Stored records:
────

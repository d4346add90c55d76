//! Champions whose icon filenames do not follow the generic naming convention.

use crate::icons::urls::basename;
use crate::models::{AbilityKey, AbilityRef};

/// Inputs handed to each pattern generator.
#[derive(Debug, Clone)]
pub struct PatternInput {
  /// Lower-cased champion key.
  pub champion: String,
  /// Lower-cased ability key letter.
  pub key: char,
  /// Ability slot index.
  pub index: u32,
}

/// Renders one candidate filename for a champion.
pub type PatternFn = fn(&PatternInput) -> String;

/// Override rules for a single champion.
pub struct ExceptionRule {
  /// Lower-cased champion key the rule applies to.
  pub champion: &'static str,
  /// Restricts the rule to one ability slot.
  pub only_key: Option<AbilityKey>,
  /// Filename generators tried in order.
  pub patterns: &'static [PatternFn],
}

impl ExceptionRule {
  fn applies_to(&self, ability: &AbilityRef) -> bool {
    self.champion.eq_ignore_ascii_case(&ability.champion_key)
      && self.only_key.is_none_or(|key| key == ability.ability_key)
  }
}

/// Known irregular naming schemes keyed by champion.
pub static EXCEPTION_TABLE: &[ExceptionRule] = &[
  // hweiqq, hweiqw, hweiqe: the second letter is the sub-spell.
  ExceptionRule {
    champion: "hwei",
    only_key: None,
    patterns: &[
      |p| format!("{}{}q.png", p.champion, p.key),
      |p| format!("{}{}w.png", p.champion, p.key),
      |p| format!("{}{}e.png", p.champion, p.key),
      |p| format!("{}{}{}{}.png", p.champion, p.key, p.key, p.index),
    ],
  },
  ExceptionRule {
    champion: "heimerdinger",
    only_key: None,
    patterns: &[
      |p| format!("{}_{}{}.png", p.champion, p.key, p.index),
      |p| format!("{}_{}_{}.png", p.champion, p.key, p.index),
    ],
  },
  // Mini and Mega forms.
  ExceptionRule {
    champion: "gnar",
    only_key: None,
    patterns: &[
      |p| format!("{}_{}.png", p.champion, p.key),
      |p| format!("{}big_{}.png", p.champion, p.key),
      |p| format!("{}_{}{}.png", p.champion, p.key, p.index),
      |p| format!("{}big_{}{}.png", p.champion, p.key, p.index),
    ],
  },
  ExceptionRule {
    champion: "elise",
    only_key: None,
    patterns: &[
      |p| format!("{}human{}.png", p.champion, p.key),
      |p| format!("{}spider{}.png", p.champion, p.key),
      |p| format!("{}human{}{}.png", p.champion, p.key, p.index),
      |p| format!("{}spider{}{}.png", p.champion, p.key, p.index),
    ],
  },
  ExceptionRule {
    champion: "aurelionsol",
    only_key: Some(AbilityKey::R),
    patterns: &[
      |p| format!("{}{}{}.png", p.champion, p.key, p.index),
      |p| format!("{}{}_{}.png", p.champion, p.key, p.index),
    ],
  },
  // Evolved abilities carry a `_red` suffix.
  ExceptionRule {
    champion: "khazix",
    only_key: None,
    patterns: &[
      |p| format!("{}_{}.png", p.champion, p.key),
      |p| format!("{}_{}_red.png", p.champion, p.key),
      |p| format!("{}_{}{}.png", p.champion, p.key, p.index),
      |p| format!("{}_{}_red{}.png", p.champion, p.key, p.index),
    ],
  },
  ExceptionRule {
    champion: "rell",
    only_key: Some(AbilityKey::W),
    patterns: &[
      |p| format!("{}{}.png", p.champion, p.key),
      |p| format!("{}mount.png", p.champion),
      |p| format!("{}{}{}.png", p.champion, p.key, p.index),
      |p| format!("{}mount{}.png", p.champion, p.index),
    ],
  },
  ExceptionRule {
    champion: "riven",
    only_key: Some(AbilityKey::R),
    patterns: &[
      |p| format!("{}bladeoftheexile.png", p.champion),
      |p| format!("{}windscar.png", p.champion),
    ],
  },
  ExceptionRule {
    champion: "tahmkench",
    only_key: Some(AbilityKey::R),
    patterns: &[
      |p| format!("{}wrapper.png", p.champion),
      |p| format!("{}{}{}.png", p.champion, p.key, p.index),
      |p| format!("{}{}2.png", p.champion, p.key),
    ],
  },
  ExceptionRule {
    champion: "yorick",
    only_key: Some(AbilityKey::Q),
    patterns: &[
      |p| format!("{}_{}.png", p.champion, p.key),
      |p| format!("{}_{}{}.png", p.champion, p.key, p.index),
      |p| format!("{}_{}2.png", p.champion, p.key),
    ],
  },
];

/// Candidate filenames from the exception table for `ability`, in priority order.
///
/// Returns an empty list for champions without overrides, and for overridden champions when the
/// rule is restricted to a different ability slot.
pub fn exception_patterns(ability: &AbilityRef) -> Vec<String> {
  let input = &PatternInput {
    champion: ability.champion_key.to_lowercase(),
    key: ability.ability_key.lower(),
    index: ability.ability_index,
  };

  EXCEPTION_TABLE
    .iter()
    .filter(|rule| rule.applies_to(ability))
    .flat_map(move |rule| rule.patterns.iter().map(move |pattern| pattern(input)))
    .collect()
}

/// Find the first candidate whose basename exactly matches an exception pattern.
///
/// Patterns are tried in priority order, and for each pattern the candidates in supplied order;
/// comparison is case-insensitive. The matched basename is returned with its original casing.
pub fn match_exception<'a, S: AsRef<str>>(ability: &AbilityRef, candidates: &'a [S]) -> Option<&'a str> {
  exception_patterns(ability).iter().find_map(|pattern| {
    candidates
      .iter()
      .map(|candidate| basename(candidate.as_ref()))
      .find(|name| name.eq_ignore_ascii_case(pattern))
  })
}
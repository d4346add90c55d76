//! Updater configuration loader describing hosts, file locations and generation commands.

use std::fs;
use std::path::{Path, PathBuf};

use serde::Deserialize;

/// Default configuration file name searched for in the working directory.
pub const DEFAULT_CONFIG_FILE: &str = "lolstatic.config.json";

/// Discoverable configuration for the icon resolver and the patch updater.
#[derive(Debug, Clone, Deserialize)]
#[serde(default)]
pub struct UpdaterConfig {
  /// Host serving raw game assets and directory listings.
  pub asset_host: String,
  /// Host serving the per-champion ability icon fallback.
  pub cdn_host: String,
  /// Fuzzy scores strictly above this value count as a match.
  pub match_threshold: u8,
  /// Directory holding generated data and the version file.
  pub srv_dir: String,
  /// File name of the persisted version record inside `srv_dir`.
  pub version_file: String,
  /// Endpoint returning the published patch versions, newest first.
  pub versions_url: String,
  /// Commands run in order to regenerate the static data.
  pub generation_commands: Vec<Vec<String>>,
}

impl Default for UpdaterConfig {
  fn default() -> Self {
    Self {
      asset_host: "raw.communitydragon.org".into(),
      cdn_host: "cdn.communitydragon.org".into(),
      match_threshold: 50,
      srv_dir: "srv".into(),
      version_file: "version.json".into(),
      versions_url: "https://ddragon.leagueoflegends.com/api/versions.json".into(),
      generation_commands: vec![
        vec!["python".into(), "-m".into(), "lolstaticdata.champions".into()],
        vec!["python".into(), "-m".into(), "lolstaticdata.items".into()],
      ],
    }
  }
}

impl UpdaterConfig {
  /// Attempt to load configuration from the provided directory.
  ///
  /// When the configuration file does not exist or fails to parse we fall back to default
  /// values so the updater can still run against the public hosts.
  pub fn discover(base_dir: &Path) -> Self {
    let candidate = base_dir.join(DEFAULT_CONFIG_FILE);
    Self::from_path(&candidate).unwrap_or_default()
  }

  /// Read configuration from a specific JSON file.
  pub fn from_path(path: &Path) -> Option<Self> {
    let content = fs::read_to_string(path).ok()?;
    serde_json::from_str(&content).ok()
  }

  /// Absolute location of the version record relative to `base_dir`.
  pub fn version_file_path(&self, base_dir: &Path) -> PathBuf {
    base_dir.join(&self.srv_dir).join(&self.version_file)
  }
}

#[cfg(test)]
mod tests {
  use super::*;
  use tempfile::tempdir;

  #[test]
  fn discover_falls_back_to_defaults_when_missing() {
    let temp = tempdir().expect("failed to create temp dir");
    let config = UpdaterConfig::discover(temp.path());
    assert_eq!(config.asset_host, "raw.communitydragon.org");
    assert_eq!(config.match_threshold, 50);
    assert_eq!(config.generation_commands.len(), 2);
  }

  #[test]
  fn discover_ignores_malformed_files() {
    let temp = tempdir().expect("failed to create temp dir");
    fs::write(temp.path().join(DEFAULT_CONFIG_FILE), "{ not json").unwrap();
    let config = UpdaterConfig::discover(temp.path());
    assert_eq!(config.version_file, "version.json");
  }

  #[test]
  fn partial_files_keep_remaining_defaults() {
    let temp = tempdir().expect("failed to create temp dir");
    fs::write(
      temp.path().join(DEFAULT_CONFIG_FILE),
      r#"{"srv_dir": "out", "match_threshold": 70}"#,
    )
    .unwrap();

    let config = UpdaterConfig::discover(temp.path());
    assert_eq!(config.srv_dir, "out");
    assert_eq!(config.match_threshold, 70);
    assert_eq!(config.cdn_host, "cdn.communitydragon.org");
    assert_eq!(
      config.version_file_path(temp.path()),
      temp.path().join("out").join("version.json")
    );
  }
}
use crate::models::AbilityKey;

/// URL of an icon file that was found in the champion's `hud/icons2d` directory.
///
/// Only the basename of `filename` is used; listings occasionally carry a path prefix.
pub fn asset_icon_url(asset_host: &str, champion_key: &str, filename: &str) -> String {
  format!(
    "https://{}/latest/game/assets/characters/{}/hud/icons2d/{}",
    asset_host,
    champion_key.to_lowercase(),
    basename(filename)
  )
}

/// Generic CDN URL used when no filename could be matched.
pub fn cdn_fallback_url(cdn_host: &str, champion_key: &str, ability_key: AbilityKey) -> String {
  format!(
    "https://{}/latest/champion/{}/ability-icon/{}",
    cdn_host,
    champion_key,
    ability_key.letter()
  )
}

/// Directory on the asset host listing a champion's HUD icons.
pub fn icon_listing_url(asset_host: &str, champion_key: &str) -> String {
  format!(
    "https://{}/latest/game/assets/characters/{}/hud/icons2d/",
    asset_host,
    champion_key.to_lowercase()
  )
}

/// Strip any directory prefix, accepting both separators.
pub fn basename(filename: &str) -> &str {
  filename.rsplit(['/', '\\']).next().unwrap_or(filename)
}
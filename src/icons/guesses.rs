//! Filename guesses scored by the fuzzy pass.

use std::collections::BTreeSet;

use crate::models::AbilityRef;

/// Delimiter placed between tokens in the separated rendering of a guess.
pub const TOKEN_DELIMITER: &str = "_";

/// Which ability tokens a generated guess includes.
#[derive(Debug, Clone, Copy, PartialEq, Eq)]
pub struct GuessFlags {
  /// Include the champion key.
  pub champion_name: bool,
  /// Include the normalised ability display name.
  pub ability_name: bool,
  /// Include the ability slot index.
  pub ability_index: bool,
  /// Include the ability key letter.
  pub ability_key: bool,
}

const fn flags(champion_name: bool, ability_name: bool, ability_index: bool, ability_key: bool) -> GuessFlags {
  GuessFlags {
    champion_name,
    ability_name,
    ability_index,
    ability_key,
  }
}

/// Every inclusion tuple scored by the fuzzy pass, in scoring order.
///
/// The tuple that includes only the champion name is absent: it would match any icon of the
/// champion equally well.
pub const GUESS_FLAGS: [GuessFlags; 15] = [
  flags(true, true, true, true),
  flags(true, true, true, false),
  flags(true, true, false, true),
  flags(true, true, false, false),
  flags(true, false, true, true),
  flags(true, false, true, false),
  flags(true, false, false, true),
  flags(false, true, true, true),
  flags(false, true, true, false),
  flags(false, true, false, true),
  flags(false, true, false, false),
  flags(false, false, true, true),
  flags(false, false, true, false),
  flags(false, false, false, true),
  flags(false, false, false, false),
];

/// A rendered filename guess together with how it was produced.
#[derive(Debug, Clone, PartialEq, Eq)]
pub struct Guess {
  /// Tokens included in the guess.
  pub flags: GuessFlags,
  /// Whether tokens were joined with [`TOKEN_DELIMITER`].
  pub separated: bool,
  /// Lower-cased filename, always ending in `.png`.
  pub filename: String,
}

/// Generate every distinct filename guess for an ability, in scoring order.
///
/// Each tuple of [`GUESS_FLAGS`] is rendered with separators first and concatenated second.
/// Renderings that collapse to an already generated filename are skipped so the first producer
/// keeps precedence.
pub fn generate_guesses(ability: &AbilityRef) -> Vec<Guess> {
  let mut builder = GuessBuilder::new(ability);
  for flags in GUESS_FLAGS {
    builder.add(flags, true);
    builder.add(flags, false);
  }
  builder.finish()
}

/// Strip the characters that never appear in icon filenames from a display name.
pub fn normalise_ability_name(name: &str) -> String {
  name
    .chars()
    .filter(|ch| !matches!(ch, ' ' | '-' | '_'))
    .collect()
}

struct GuessBuilder {
  champion: String,
  ability_name: String,
  ability_key: String,
  ability_index: String,
  seen: BTreeSet<String>,
  result: Vec<Guess>,
}

impl GuessBuilder {
  fn new(ability: &AbilityRef) -> Self {
    Self {
      champion: ability.champion_key.clone(),
      ability_name: normalise_ability_name(&ability.ability_display_name),
      ability_key: ability.ability_key.to_string(),
      ability_index: ability.ability_index.to_string(),
      seen: BTreeSet::new(),
      result: Vec::new(),
    }
  }

  fn add(&mut self, flags: GuessFlags, separated: bool) {
    let mut tokens: Vec<&str> = Vec::with_capacity(4);
    if flags.champion_name {
      tokens.push(&self.champion);
    }
    if flags.ability_name {
      tokens.push(&self.ability_name);
    }
    if flags.ability_key {
      tokens.push(&self.ability_key);
    }
    if flags.ability_index {
      tokens.push(&self.ability_index);
    }

    let delimiter = if separated { TOKEN_DELIMITER } else { "" };
    let filename = format!("{}.png", tokens.join(delimiter)).to_lowercase();
    self.push(Guess {
      flags,
      separated,
      filename,
    });
  }

  fn finish(self) -> Vec<Guess> {
    self.result
  }

  fn push(&mut self, guess: Guess) {
    if self.seen.insert(guess.filename.clone()) {
      self.result.push(guess);
    }
  }
}
use std::collections::BTreeSet;
use std::sync::OnceLock;

use anyhow::{Context, Result, bail};
use regex::Regex;
use tracing::debug;

use crate::icons::urls::{basename, icon_listing_url};

fn href_pattern() -> &'static Regex {
  static PATTERN: OnceLock<Regex> = OnceLock::new();
  PATTERN.get_or_init(|| Regex::new(r#"(?i)href\s*=\s*["']([^"'#?]+)[^"']*["']"#).expect("invalid href regex"))
}

fn icon_pattern() -> &'static Regex {
  static PATTERN: OnceLock<Regex> = OnceLock::new();
  PATTERN.get_or_init(|| Regex::new(r"(?i)\.png$").expect("invalid png regex"))
}

/// Extract icon filenames from an HTML directory index.
///
/// Only `.png` links are kept; path prefixes, query strings and fragments are dropped. Page order
/// is preserved because the fuzzy matcher breaks ties by candidate order.
pub fn parse_directory_listing(html: &str) -> Vec<String> {
  let mut seen = BTreeSet::new();
  href_pattern()
    .captures_iter(html)
    .filter_map(|captures| captures.get(1))
    .map(|target| basename(target.as_str()).to_string())
    .filter(|name| !name.is_empty() && name != ".." && icon_pattern().is_match(name))
    .filter(|name| seen.insert(name.clone()))
    .collect()
}

/// Download and parse the HUD icon listing of a champion from the asset host.
pub fn fetch_icon_listing(asset_host: &str, champion_key: &str) -> Result<Vec<String>> {
  let url = icon_listing_url(asset_host, champion_key);
  let response = reqwest::blocking::get(&url).with_context(|| format!("failed to request {url}"))?;
  if !response.status().is_success() {
    bail!("listing request to {url} failed with status {}", response.status());
  }
  let body = response
    .text()
    .with_context(|| format!("failed to read listing body from {url}"))?;

  let filenames = parse_directory_listing(&body);
  debug!(champion = champion_key, count = filenames.len(), "fetched icon listing");
  Ok(filenames)
}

────

Work instruction:
Throughout the data above, count the lines where the word "assets" occurs, and report that figure alone.

Written solution:
3